Netflix orders first Korean original

Scripted-logo-460_2Global SVOD service Netflix has commissioned its first original from South Korea, a twelve-part series based on a popular web cartoon strip.

Love Alarm is based on graphic novelist Kye Young Chon’s romantic webtoon tales, and has new production company Hidden Sequence attached to produce.

A Korean original has been a Netflix priority for some time, and the streaming service has already invested in Korean film Okja and is reversioning first reality series Ultimate Beastmaster for the local market.

Former CJ Entertainment & Media exec Jaemoon Lee, who founded Hidden Sequence, will helm the project. He has previously worked on Korean drama series such as Signal and An Imcomplete Life.

Love Alarm will revolve around an unknown developer who creates an app that tells the user if anyone within a 10-metre radius is romantically interested, which massively disrupts society.

“We want Love Alarm, the TV series, to exhibit the liveliness and expression of emotions, with visual treatments that will reflect Ms. Chon’s vision when she created the story,” said Lee.

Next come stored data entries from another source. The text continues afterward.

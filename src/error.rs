// ABOUTME: Defines all error types for the flowtool library using thiserror.
// ABOUTME: Construction and lookup errors are Rust errors; runtime failures are in-band.

/// Errors raised while building or looking up tools.
#[derive(Debug, thiserror::Error)]
pub enum ToolError {
    #[error("Invalid tool spec: {0}")]
    InvalidSpec(String),

    #[error("Tool not found: {0}")]
    NotFound(String),

    #[error("Tool already registered: {0}")]
    AlreadyRegistered(String),
}

/// Errors an execution target reports back to its adapter.
///
/// These never escape `ToolAdapter::invoke`; the adapter folds them into
/// the `InvocationResult`.
#[derive(Debug, thiserror::Error)]
pub enum TargetError {
    #[error("Execution failed: {0}")]
    Failed(#[from] anyhow::Error),

    #[error("Malformed output: {0}")]
    Malformed(String),
}

impl TargetError {
    /// Build a `Failed` error from a plain message.
    pub fn failed(message: impl std::fmt::Display) -> Self {
        TargetError::Failed(anyhow::anyhow!("{}", message))
    }
}

impl From<serde_json::Error> for TargetError {
    fn from(err: serde_json::Error) -> Self {
        TargetError::Malformed(err.to_string())
    }
}
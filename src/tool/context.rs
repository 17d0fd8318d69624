// ABOUTME: Defines InvocationContext - the per-call parameter bag handed to a tool.
// ABOUTME: Also checks (and optionally converts) parameters against declared inputs.

use serde::{Deserialize, Serialize};
use serde_json::{Map, Value};

use super::{FieldKind, InputField};

/// Parameters supplied for a single invocation.
#[derive(Debug, Clone, Default, PartialEq, Serialize, Deserialize)]
#[serde(transparent)]
pub struct InvocationContext {
    params: Map<String, Value>,
}

impl InvocationContext {
    /// Create an empty context.
    pub fn new() -> Self {
        Self::default()
    }

    /// Build a context from any JSON value.
    ///
    /// Objects are used as-is, `null` yields an empty context, and any other
    /// value is wrapped as `{ "query": value }`.
    pub fn from_value(value: Value) -> Self {
        match value {
            Value::Object(params) => Self { params },
            Value::Null => Self::default(),
            other => {
                let mut params = Map::new();
                params.insert("query".into(), other);
                Self { params }
            }
        }
    }

    /// Add a parameter.
    pub fn with(mut self, key: impl Into<String>, value: impl Into<Value>) -> Self {
        self.params.insert(key.into(), value.into());
        self
    }

    /// Look up a parameter.
    pub fn get(&self, key: &str) -> Option<&Value> {
        self.params.get(key)
    }

    pub fn len(&self) -> usize {
        self.params.len()
    }

    pub fn is_empty(&self) -> bool {
        self.params.is_empty()
    }

    /// Borrow the parameters as a JSON map.
    pub fn params(&self) -> &Map<String, Value> {
        &self.params
    }

    /// Consume the context into the JSON object passed to a target.
    pub fn into_value(self) -> Value {
        Value::Object(self.params)
    }

    /// Check the context against declared input fields.
    ///
    /// With `convert_types`, string values are converted to the declared
    /// kind where that is lossless, and numbers/booleans are stringified for
    /// string fields. Undeclared keys pass through untouched.
    pub fn conform(mut self, fields: &[InputField], convert_types: bool) -> Result<Self, String> {
        for field in fields {
            let Some(value) = self.params.get_mut(&field.name) else {
                if field.required {
                    return Err(format!("missing required parameter '{}'", field.name));
                }
                continue;
            };

            if value.is_null() && !field.required {
                continue;
            }
            if field.kind.matches(value) {
                continue;
            }

            let converted = if convert_types {
                convert(value, field.kind)
            } else {
                None
            };
            match converted {
                Some(v) => *value = v,
                None => {
                    return Err(format!(
                        "parameter '{}' should be {}, got {}",
                        field.name,
                        field.kind,
                        describe(value)
                    ));
                }
            }
        }
        Ok(self)
    }
}

impl From<Map<String, Value>> for InvocationContext {
    fn from(params: Map<String, Value>) -> Self {
        Self { params }
    }
}

impl From<Value> for InvocationContext {
    fn from(value: Value) -> Self {
        Self::from_value(value)
    }
}

fn convert(value: &Value, kind: FieldKind) -> Option<Value> {
    match (kind, value) {
        (FieldKind::String, Value::Number(n)) => Some(Value::String(n.to_string())),
        (FieldKind::String, Value::Bool(b)) => Some(Value::String(b.to_string())),
        (FieldKind::Number, Value::String(s)) => {
            let s = s.trim();
            let number = serde_json::from_str::<serde_json::Number>(s).ok()?;
            // Integer text too large for u64/i64 would silently become an f64.
            let integral = !s.contains(['.', 'e', 'E']);
            if integral && number.is_f64() {
                return None;
            }
            Some(Value::Number(number))
        }
        (FieldKind::Boolean, Value::String(s)) => match s.trim().to_ascii_lowercase().as_str() {
            "true" => Some(Value::Bool(true)),
            "false" => Some(Value::Bool(false)),
            _ => None,
        },
        (FieldKind::Array | FieldKind::Object, Value::String(s)) => {
            serde_json::from_str::<Value>(s)
                .ok()
                .filter(|parsed| kind.matches(parsed))
        }
        _ => None,
    }
}

fn describe(value: &Value) -> &'static str {
    match value {
        Value::Null => "null",
        Value::Bool(_) => "boolean",
        Value::Number(_) => "number",
        Value::String(_) => "string",
        Value::Array(_) => "array",
        Value::Object(_) => "object",
    }
}
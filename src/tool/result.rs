// ABOUTME: Defines InvocationResult - the in-band outcome of a tool invocation
// ABOUTME: with structured output, an optional classified error, and metadata.

use std::collections::HashMap;

use serde::{Deserialize, Serialize};

/// Classification of a runtime invocation failure.
#[derive(Debug, Clone, Copy, PartialEq, Eq, Hash, Serialize, Deserialize)]
#[serde(rename_all = "snake_case")]
pub enum ErrorKind {
    /// The target ran but reported an error.
    ExecutionFailed,
    /// The target did not finish within the configured timeout.
    Timeout,
    /// The target finished but its output could not be normalized.
    MalformedOutput,
    /// The caller withdrew the request.
    Cancelled,
    /// The invocation context did not satisfy the declared inputs.
    InvalidInput,
}

impl std::fmt::Display for ErrorKind {
    fn fmt(&self, f: &mut std::fmt::Formatter<'_>) -> std::fmt::Result {
        match self {
            ErrorKind::ExecutionFailed => write!(f, "execution failed"),
            ErrorKind::Timeout => write!(f, "timeout"),
            ErrorKind::MalformedOutput => write!(f, "malformed output"),
            ErrorKind::Cancelled => write!(f, "cancelled"),
            ErrorKind::InvalidInput => write!(f, "invalid input"),
        }
    }
}

/// A failed invocation's kind and message.
#[derive(Debug, Clone, PartialEq, Serialize, Deserialize)]
pub struct InvocationError {
    pub kind: ErrorKind,
    pub message: String,
}

/// Result of a tool invocation.
#[derive(Debug, Clone, PartialEq, Serialize, Deserialize)]
pub struct InvocationResult {
    /// Normalized output; `null` when the invocation failed.
    pub output: serde_json::Value,

    /// Set when the invocation failed.
    #[serde(default, skip_serializing_if = "Option::is_none")]
    pub error: Option<InvocationError>,

    /// Optional metadata about the invocation.
    #[serde(default, skip_serializing_if = "HashMap::is_empty")]
    pub metadata: HashMap<String, serde_json::Value>,
}

impl InvocationResult {
    /// Create a successful result.
    pub fn ok(output: serde_json::Value) -> Self {
        Self {
            output,
            error: None,
            metadata: HashMap::new(),
        }
    }

    /// Create a failed result.
    pub fn failed(kind: ErrorKind, message: impl Into<String>) -> Self {
        Self {
            output: serde_json::Value::Null,
            error: Some(InvocationError {
                kind,
                message: message.into(),
            }),
            metadata: HashMap::new(),
        }
    }

    pub fn is_ok(&self) -> bool {
        self.error.is_none()
    }

    pub fn is_error(&self) -> bool {
        self.error.is_some()
    }

    /// The error kind, if the invocation failed.
    pub fn error_kind(&self) -> Option<ErrorKind> {
        self.error.as_ref().map(|e| e.kind)
    }

    /// Add metadata to the result.
    pub fn with_metadata(mut self, key: impl Into<String>, value: impl Serialize) -> Self {
        if let Ok(v) = serde_json::to_value(value) {
            self.metadata.insert(key.into(), v);
        }
        self
    }

    /// Render the result as text for an LLM tool-result message.
    pub fn to_text(&self) -> String {
        match &self.error {
            Some(err) => format!("There was an error: \"{}\"", err.message),
            None => match &self.output {
                serde_json::Value::String(s) => s.clone(),
                other => other.to_string(),
            },
        }
    }
}
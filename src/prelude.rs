// ABOUTME: Prelude module - convenient imports for common use cases.
// ABOUTME: Use `use flowtool::prelude::*;` to get started quickly.

pub use crate::config::AdapterConfig;
pub use crate::error::{TargetError, ToolError};
pub use crate::targets::{
    CommandTarget, FnTarget, HttpTarget, WorkflowRef, WorkflowRunner, WorkflowTarget, from_fn,
};
pub use crate::tool::{
    ErrorKind, ExecutionTarget, FieldKind, InputField, InvocationContext, InvocationError,
    InvocationHandle, InvocationResult, Registry, ToolAdapter, ToolCall, ToolDefinition, ToolSpec,
};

“It is an honor for Netflix to collaborate with a great storyteller like Ms Chon and a visionary producer like Mr. Lee for our very first Korean original production,” said Netflix’s VP, international originals, Erik Barmack. “Working together, we look forward to transforming this wildly imaginative story into a top-quality drama series for over 86 million Netflix members around the world.”

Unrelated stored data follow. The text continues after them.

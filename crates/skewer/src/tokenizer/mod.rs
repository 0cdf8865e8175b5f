//! # Tokenizer Seam
//!
//! Tokenization is an external collaborator. The pipeline only needs a
//! [`TextTokenizer`] that returns aligned ids, type ids, attention mask,
//! special tokens mask and offsets for a piece of text.
//!
//! ## Feature Flags
//!
//! - `tokenizers`: implements [`TextTokenizer`] for `tokenizers::Tokenizer`

mod core_trait;

#[cfg_attr(docsrs, doc(cfg(feature = "tokenizers")))]
#[cfg(feature = "tokenizers")]
/// Hugging Face `tokenizers` implementation.
///
/// Only available when the `tokenizers` feature flag is enabled.
pub mod hf;

pub use core_trait::*;

#[cfg(test)]
/// Whitespace tokenizer used by unit tests.
pub(crate) mod mock;
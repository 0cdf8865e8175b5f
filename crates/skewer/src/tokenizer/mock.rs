use super::{Encoding, TextTokenizer, TokenizerError};

pub(crate) const CLS_ID: u32 = 101;
pub(crate) const SEP_ID: u32 = 102;

/// Splits on whitespace and derives ids from the word bytes.
///
/// With special tokens enabled every encoding is wrapped in `[CLS] ... [SEP]`.
/// `pad_to` appends non-attended padding tokens, the way a tokenizer with
/// fixed-length padding would.
#[derive(Debug, Clone, Default)]
pub(crate) struct WhitespaceTokenizer {
    pub(crate) type_id: u32,
    pub(crate) pad_to: Option<usize>,
    pub(crate) fail_on: Option<String>,
}

impl WhitespaceTokenizer {
    pub(crate) fn new() -> Self {
        Self::default()
    }

    pub(crate) fn word_id(word: &str) -> u32 {
        1000 + word.bytes().map(u32::from).sum::<u32>()
    }

    fn push(
        encoding: &mut Encoding,
        token: &str,
        id: u32,
        type_id: u32,
        attended: u32,
        special: u32,
        offset: (usize, usize),
    ) {
        encoding.tokens.push(token.to_string());
        encoding.ids.push(id);
        encoding.type_ids.push(type_id);
        encoding.attention_mask.push(attended);
        encoding.special_tokens_mask.push(special);
        encoding.offsets.push(offset);
    }
}

impl TextTokenizer for WhitespaceTokenizer {
    fn encode(&self, text: &str, add_special_tokens: bool) -> Result<Encoding, TokenizerError> {
        if self.fail_on.as_deref() == Some(text) {
            return Err(TokenizerError::Backend(format!("cannot encode `{}`", text)));
        }

        let mut encoding = Encoding::default();
        if add_special_tokens {
            Self::push(&mut encoding, "[CLS]", CLS_ID, self.type_id, 1, 1, (0, 0));
        }

        let mut cursor = 0;
        for word in text.split_whitespace() {
            let start = text[cursor..].find(word).map_or(cursor, |idx| cursor + idx);
            let end = start + word.len();
            cursor = end;
            Self::push(&mut encoding, word, Self::word_id(word), self.type_id, 1, 0, (start, end));
        }

        if add_special_tokens {
            Self::push(&mut encoding, "[SEP]", SEP_ID, self.type_id, 1, 1, (0, 0));
        }

        if let Some(pad_to) = self.pad_to {
            while encoding.len() < pad_to {
                Self::push(&mut encoding, "[PAD]", 0, 0, 0, 1, (0, 0));
            }
        }

        Ok(encoding)
    }
}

The series will debut on Netflix in 2018 in more than 190 territories.

In related news, Netflix will attempt to recreate the hype surrounding true crime series Making a Murderer by has acquiring rights to Kitty Green’s upcoming Casting JonBenet. The doc is another exploration of the unexplained disappearance of six-year-old American beauty queen JonBenét Ramsey in 1996.

“Kitty boldly embraces the tradition of innovative risk-taking within the documentary filmmaking mode with her remarkable work on Casting JonBenet,” said Netflix’s VP of original documentary programming, Lisa Nishimura. “Netflix is the ideal home for showcasing Kitty’s sharply-rendered vision of a mythic American tragedy to a global audience, on the occasion of the 20th anniversary of the crime.”